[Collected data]
pub mod mp4;

use reqwest::Url;
use sha2::{Digest, Sha256};
use std::io::ErrorKind;
use std::path::{Path, PathBuf};
use std::time::{Duration, SystemTime};
use tokio::fs;
use tokio::io::AsyncWriteExt;
use tracing::{debug, info, warn};
use uuid::Uuid;

use crate::config::StorageConfig;
use crate::error::{PipelineError, Result};
use crate::pipeline::VideoArtifact;

pub use mp4::mvhd_duration_seconds;

const VIDEO_EXTENSION: &str = "mp4";
const METADATA_EXTENSION: &str = "json";
const PARTIAL_MARKER: &str = ".part-";
const MAX_SLUG_LEN: usize = 40;

/// Finished video on disk.
#[derive(Debug, Clone, PartialEq)]
pub struct StoredVideo {
    pub path: PathBuf,
    pub size_bytes: u64,
    /// From the MP4 movie header, when present.
    pub duration_seconds: Option<f64>,
}

/// Owns the artifact directory: atomic writes, metadata sidecars, cleanup.
#[derive(Debug, Clone)]
pub struct ArtifactStore {
    directory: PathBuf,
    retention: Option<Duration>,
    write_metadata: bool,
}

impl ArtifactStore {
    pub fn new(config: &StorageConfig) -> Self {
        Self {
            directory: config.directory.clone(),
            retention: config.retention,
            write_metadata: config.write_metadata,
        }
    }

    pub fn directory(&self) -> &Path {
        &self.directory
    }

    /// `<host-slug>-<url-hash8>-<job-id>.mp4`
    pub fn artifact_file_name(url: &Url, job_id: &str) -> String {
        format!("{}.{}", artifact_stem(url, job_id), VIDEO_EXTENSION)
    }

    pub fn metadata_path_for(video_path: &Path) -> PathBuf {
        video_path.with_extension(METADATA_EXTENSION)
    }

    /// Writes the video bytes under the name derived from `url` and `job_id`.
    /// The file appears only once fully written and synced; an existing file
    /// with the same name is never replaced.
    pub async fn persist(&self, url: &Url, job_id: &str, bytes: &[u8]) -> Result<StoredVideo> {
        if bytes.is_empty() {
            return Err(PipelineError::StorageError(format!("refusing to store empty video for job {}", job_id)));
        }

        let path = self.directory.join(Self::artifact_file_name(url, job_id));
        self.write_atomic(&path, bytes).await?;

        let stored = StoredVideo {
            size_bytes: bytes.len() as u64,
            duration_seconds: mvhd_duration_seconds(bytes),
            path,
        };
        info!("Stored video for job {} at {} ({} bytes)", job_id, stored.path.display(), stored.size_bytes);
        Ok(stored)
    }

    /// Path the sidecar for `video_path` will be written to, if enabled.
    pub fn planned_metadata_path(&self, video_path: &Path) -> Option<PathBuf> {
        self.write_metadata.then(|| Self::metadata_path_for(video_path))
    }

    /// Writes `artifact` as JSON to its `metadata_path`.
    pub async fn write_metadata(&self, artifact: &VideoArtifact) -> Result<()> {
        let Some(path) = &artifact.metadata_path else {
            return Ok(());
        };
        let json = serde_json::to_vec_pretty(artifact)?;
        self.write_atomic(path, &json).await?;
        debug!("Wrote metadata {}", path.display());
        Ok(())
    }

    async fn write_atomic(&self, path: &Path, bytes: &[u8]) -> Result<()> {
        fs::create_dir_all(&self.directory)
            .await
            .map_err(|e| PipelineError::StorageError(format!("Failed to create {}: {}", self.directory.display(), e)))?;

        let file_name = path
            .file_name()
            .and_then(|n| n.to_str())
            .ok_or_else(|| PipelineError::StorageError(format!("Invalid artifact path {}", path.display())))?;
        let temp = self
            .directory
            .join(format!(".{}{}{}", file_name, PARTIAL_MARKER, Uuid::new_v4()));

        // removed on every exit, including a dropped future
        let partial = PartialFile(temp);
        write_synced(&partial.0, bytes).await?;
        publish(&partial.0, path).await
    }

    /// Deletes artifacts and sidecars older than the retention period.
    pub async fn prune_expired(&self) -> Result<usize> {
        let Some(retention) = self.retention else {
            return Ok(0);
        };
        let cutoff = SystemTime::now()
            .checked_sub(retention)
            .unwrap_or(SystemTime::UNIX_EPOCH);

        let removed = self
            .remove_matching(cutoff, |name| {
                !name.starts_with('.')
                    && (name.ends_with(&format!(".{}", VIDEO_EXTENSION))
                        || name.ends_with(&format!(".{}", METADATA_EXTENSION)))
            })
            .await?;
        if removed > 0 {
            info!("Pruned {} expired files from {}", removed, self.directory.display());
        }
        Ok(removed)
    }

    /// Deletes temporary files left behind by interrupted writes. Only files
    /// older than `min_age` are touched so concurrent writers are safe.
    pub async fn remove_stale_partials(&self, min_age: Duration) -> Result<usize> {
        let cutoff = SystemTime::now()
            .checked_sub(min_age)
            .unwrap_or(SystemTime::UNIX_EPOCH);

        let removed = self
            .remove_matching(cutoff, |name| name.starts_with('.') && name.contains(PARTIAL_MARKER))
            .await?;
        if removed > 0 {
            info!("Removed {} stale partial files from {}", removed, self.directory.display());
        }
        Ok(removed)
    }

    async fn remove_matching<F>(&self, cutoff: SystemTime, matches: F) -> Result<usize>
    where
        F: Fn(&str) -> bool,
    {
        let mut entries = match fs::read_dir(&self.directory).await {
            Ok(entries) => entries,
            Err(e) if e.kind() == ErrorKind::NotFound => return Ok(0),
            Err(e) => return Err(e.into()),
        };

        let mut removed = 0;
        while let Some(entry) = entries.next_entry().await? {
            let name = entry.file_name();
            let Some(name) = name.to_str() else {
                continue;
            };
            if !matches(name) {
                continue;
            }

            let metadata = entry.metadata().await?;
            if !metadata.is_file() {
                continue;
            }
            let modified = metadata.modified()?;
            if modified >= cutoff {
                continue;
            }

            match fs::remove_file(entry.path()).await {
                Ok(()) => {
                    debug!("Removed {}", entry.path().display());
                    removed += 1;
                }
                Err(e) => warn!("Failed to remove {}: {}", entry.path().display(), e),
            }
        }
        Ok(removed)
    }
}

/// Temporary file that is deleted when the guard goes out of scope.
struct PartialFile(PathBuf);

impl Drop for PartialFile {
    fn drop(&mut self) {
        if let Err(e) = std::fs::remove_file(&self.0) {
            if e.kind() != ErrorKind::NotFound {
                warn!("Could not remove temporary file {}: {}", self.0.display(), e);
            }
        }
    }
}

async fn write_synced(path: &Path, bytes: &[u8]) -> Result<()> {
    let mut file = fs::OpenOptions::new()
        .write(true)
        .create_new(true)
        .open(path)
        .await
        .map_err(|e| PipelineError::StorageError(format!("Failed to create {}: {}", path.display(), e)))?;
    file.write_all(bytes)
        .await
        .map_err(|e| PipelineError::StorageError(format!("Failed to write {}: {}", path.display(), e)))?;
    file.sync_all()
        .await
        .map_err(|e| PipelineError::StorageError(format!("Failed to sync {}: {}", path.display(), e)))?;
    Ok(())
}

/// Links the finished temp file to its final name. Fails if the name is taken.
async fn publish(temp: &Path, path: &Path) -> Result<()> {
    match fs::hard_link(temp, path).await {
        Ok(()) => Ok(()),
        Err(e) if e.kind() == ErrorKind::AlreadyExists => Err(PipelineError::StorageError(format!(
            "{} already exists; artifacts are never overwritten",
            path.display()
        ))),
        Err(e) => {
            // filesystems without hard links
            debug!("hard_link failed ({}), falling back to rename", e);
            if fs::try_exists(path).await? {
                return Err(PipelineError::StorageError(format!(
                    "{} already exists; artifacts are never overwritten",
                    path.display()
                )));
            }
            fs::rename(temp, path)
                .await
                .map_err(|e| PipelineError::StorageError(format!("Failed to publish {}: {}", path.display(), e)))
        }
    }
}

fn artifact_stem(url: &Url, job_id: &str) -> String {
    let digest = Sha256::digest(url.as_str().as_bytes());
    let hash8: String = digest.iter().take(4).map(|b| format!("{:02x}", b)).collect();
    format!("{}-{}-{}", host_slug(url), hash8, sanitize(job_id, usize::MAX))
}

fn host_slug(url: &Url) -> String {
    let host = url.host_str().unwrap_or("");
    let host = host.strip_prefix("www.").unwrap_or(host);
    let slug = sanitize(&host.to_ascii_lowercase(), MAX_SLUG_LEN);
    if slug.is_empty() {
        "site".to_string()
    } else {
        slug
    }
}

/// ASCII alphanumerics and `_` kept, everything else collapsed to `-`.
fn sanitize(value: &str, max_len: usize) -> String {
    let mut out = String::new();
    for c in value.chars() {
        if c.is_ascii_alphanumeric() || c == '_' {
            out.push(c);
        } else if !out.is_empty() && !out.ends_with('-') {
            out.push('-');
        }
        if out.len() >= max_len {
            break;
        }
    }
    out.trim_end_matches('-').to_string()
}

## Task description
Which lines should be output? Exactly those from the first line of the data through the line containing "size_bytes: bytes.len() as", inclusive.

## Response to this exercise
pub mod mp4;

use reqwest::Url;
use sha2::{Digest, Sha256};
use std::io::ErrorKind;
use std::path::{Path, PathBuf};
use std::time::{Duration, SystemTime};
use tokio::fs;
use tokio::io::AsyncWriteExt;
use tracing::{debug, info, warn};
use uuid::Uuid;

use crate::config::StorageConfig;
use crate::error::{PipelineError, Result};
use crate::pipeline::VideoArtifact;

pub use mp4::mvhd_duration_seconds;

const VIDEO_EXTENSION: &str = "mp4";
const METADATA_EXTENSION: &str = "json";
const PARTIAL_MARKER: &str = ".part-";
const MAX_SLUG_LEN: usize = 40;

/// Finished video on disk.
#[derive(Debug, Clone, PartialEq)]
pub struct StoredVideo {
    pub path: PathBuf,
    pub size_bytes: u64,
    /// From the MP4 movie header, when present.
    pub duration_seconds: Option<f64>,
}

/// Owns the artifact directory: atomic writes, metadata sidecars, cleanup.
#[derive(Debug, Clone)]
pub struct ArtifactStore {
    directory: PathBuf,
    retention: Option<Duration>,
    write_metadata: bool,
}

impl ArtifactStore {
    pub fn new(config: &StorageConfig) -> Self {
        Self {
            directory: config.directory.clone(),
            retention: config.retention,
            write_metadata: config.write_metadata,
        }
    }

    pub fn directory(&self) -> &Path {
        &self.directory
    }

    /// `<host-slug>-<url-hash8>-<job-id>.mp4`
    pub fn artifact_file_name(url: &Url, job_id: &str) -> String {
        format!("{}.{}", artifact_stem(url, job_id), VIDEO_EXTENSION)
    }

    pub fn metadata_path_for(video_path: &Path) -> PathBuf {
        video_path.with_extension(METADATA_EXTENSION)
    }

    /// Writes the video bytes under the name derived from `url` and `job_id`.
    /// The file appears only once fully written and synced; an existing file
    /// with the same name is never replaced.
    pub async fn persist(&self, url: &Url, job_id: &str, bytes: &[u8]) -> Result<StoredVideo> {
        if bytes.is_empty() {
            return Err(PipelineError::StorageError(format!("refusing to store empty video for job {}", job_id)));
        }

        let path = self.directory.join(Self::artifact_file_name(url, job_id));
        self.write_atomic(&path, bytes).await?;

        let stored = StoredVideo {
            size_bytes: bytes.len() as u64,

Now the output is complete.